A malicious server can serve excessive amounts of `Set-Cookie:` headers in a HTTP response to curl and curl < 7.84.0 stores all of them. A sufficiently large amount of (big) cookies make subsequent HTTP requests to this, or other servers to which the cookies match, create requests that become larger than the threshold that curl uses internally to avoid sending crazy large requests (1048576 bytes) and instead returns an error.This denial state might remain for as long as the same cookies are kept, match and haven't expired. Due to cookie matching rules, a server on `foo.example.com` can set cookies that also would match for `bar.example.com`, making it it possible for a "sister server" to effectively cause a denial of service for a sibling site on the same second level domain using this method.
This vulnerability carries a MEDIUM severity rating with a CVSS v3.1 score of 4.3, indicating it can be exploited remotely over the network with relatively low complexity though user interaction is required and does not require pre-existing privileges . The vulnerability impacts and limited availability for affected systems. Impacting 29 products from haxx, from fedoraproject, from debian and 26 others, organizations running these solutions should prioritize assessment and patching.

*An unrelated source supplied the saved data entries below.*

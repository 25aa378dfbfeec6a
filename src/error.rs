use thiserror::Error;

#[derive(Debug, Error)]
pub enum EngineError {
    #[error("imbalance end not found: search {start}..{end} ran past the {len} available candles")]
    ImbalanceEndNotFound { start: usize, end: usize, len: usize },

    #[error("invalid config: {0}")]
    InvalidConfig(String),

    #[error("candle series is empty")]
    EmptySeries,

    #[error("candle source failed for {symbol}: {reason}")]
    Source { symbol: String, reason: String },
}

pub type Result<T> = std::result::Result<T, EngineError>;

Reported in 2022, this vulnerability emerged during an era marked by increased sophistication in supply chain attacks, cloud infrastructure vulnerabilities, and software-as-a-service (SaaS) security challenges. Security practices during this period emphasized zero-trust architectures, container security, and API protection.
2022-07-07T13:15:08.277
2025-05-05T17:18:12.680
Modified
CVSSv3.1: 4.3 (MEDIUM)
AV:N/AC:M/Au:N/C:N/I:N/A:P
8.6
2.9
| Type | Vendor | Product | Version/Range | Vulnerable? |
|---|---|---|---|---|
| Application | haxx | curl | < 7.84.0 | Yes |
| Operating System | fedoraproject | fedora | 35 | Yes |
| Operating System | debian | debian_linux | 11.0 | Yes |
| Application | netapp | clustered_data_ontap | - | Yes |
| Application | netapp | element_software | - | Yes |
| Application | netapp | hci_management_node | - | Yes |
| Application | netapp | solidfire | - | Yes |
| Hardware | netapp | h300s | - | No |
| Operating System | netapp | h300s_firmware | - | Yes |
| Hardware | netapp | h500s | - | No |
| Operating System | netapp | h500s_firmware | - | Yes |
| Hardware | netapp | h700s | - | No |
| Operating System | netapp | h700s_firmware | - | Yes |
| Hardware | netapp | h410s | - | No |
| Operating System | netapp | h410s_firmware | - | Yes |
| Operating System | apple | macos | < 13.0 | Yes |
| Operating System | siemens | scalance_sc622-2c_firmware | < 3.0 | Yes |
| Hardware | siemens | scalance_sc622-2c | - | No |
| Operating System | siemens | scalance_sc626-2c_firmware | < 3.0 | Yes |
| Hardware | siemens | scalance_sc626-2c | - | No |
| Operating System | siemens | scalance_sc632-2c_firmware | < 3.0 | Yes |
| Hardware | siemens | scalance_sc632-2c | - | No |
| Operating System | siemens | scalance_sc636-2c_firmware | < 3.0 | Yes |
| Hardware | siemens | scalance_sc636-2c | - | No |
| Operating System | siemens | scalance_sc642-2c_firmware | < 3.0 | Yes |
| Hardware | siemens | scalance_sc642-2c | - | No |
| Operating System | siemens | scalance_sc646-2c_firmware | < 3.0 | Yes |
| Hardware | siemens | scalance_sc646-2c | - | No |
| Application | splunk | universal_forwarder | < 8.2.12 | Yes |
| Application | splunk | universal_forwarder | < 9.0.6 | Yes |
| Application | splunk | universal_forwarder | 9.1.0 | Yes |
SecUtils normalizes and enriches National Vulnerability Database (NVD) records by standardizing vendor and product identifiers, aggregating vulnerability metadata from both NVD and MITRE sources, and providing structured context for security teams. For haxx's affected products, we extract Common Platform Enumeration (CPE) data, Common Weakness Enumeration (CWE) classifications, CVSS severity metrics, and reference data to enable rapid vulnerability prioritization and asset correlation. This record contains no exploit code, proof-of-concept instructions, or attack methodologies—only defensive intelligence necessary for patch management, risk assessment, and security operations.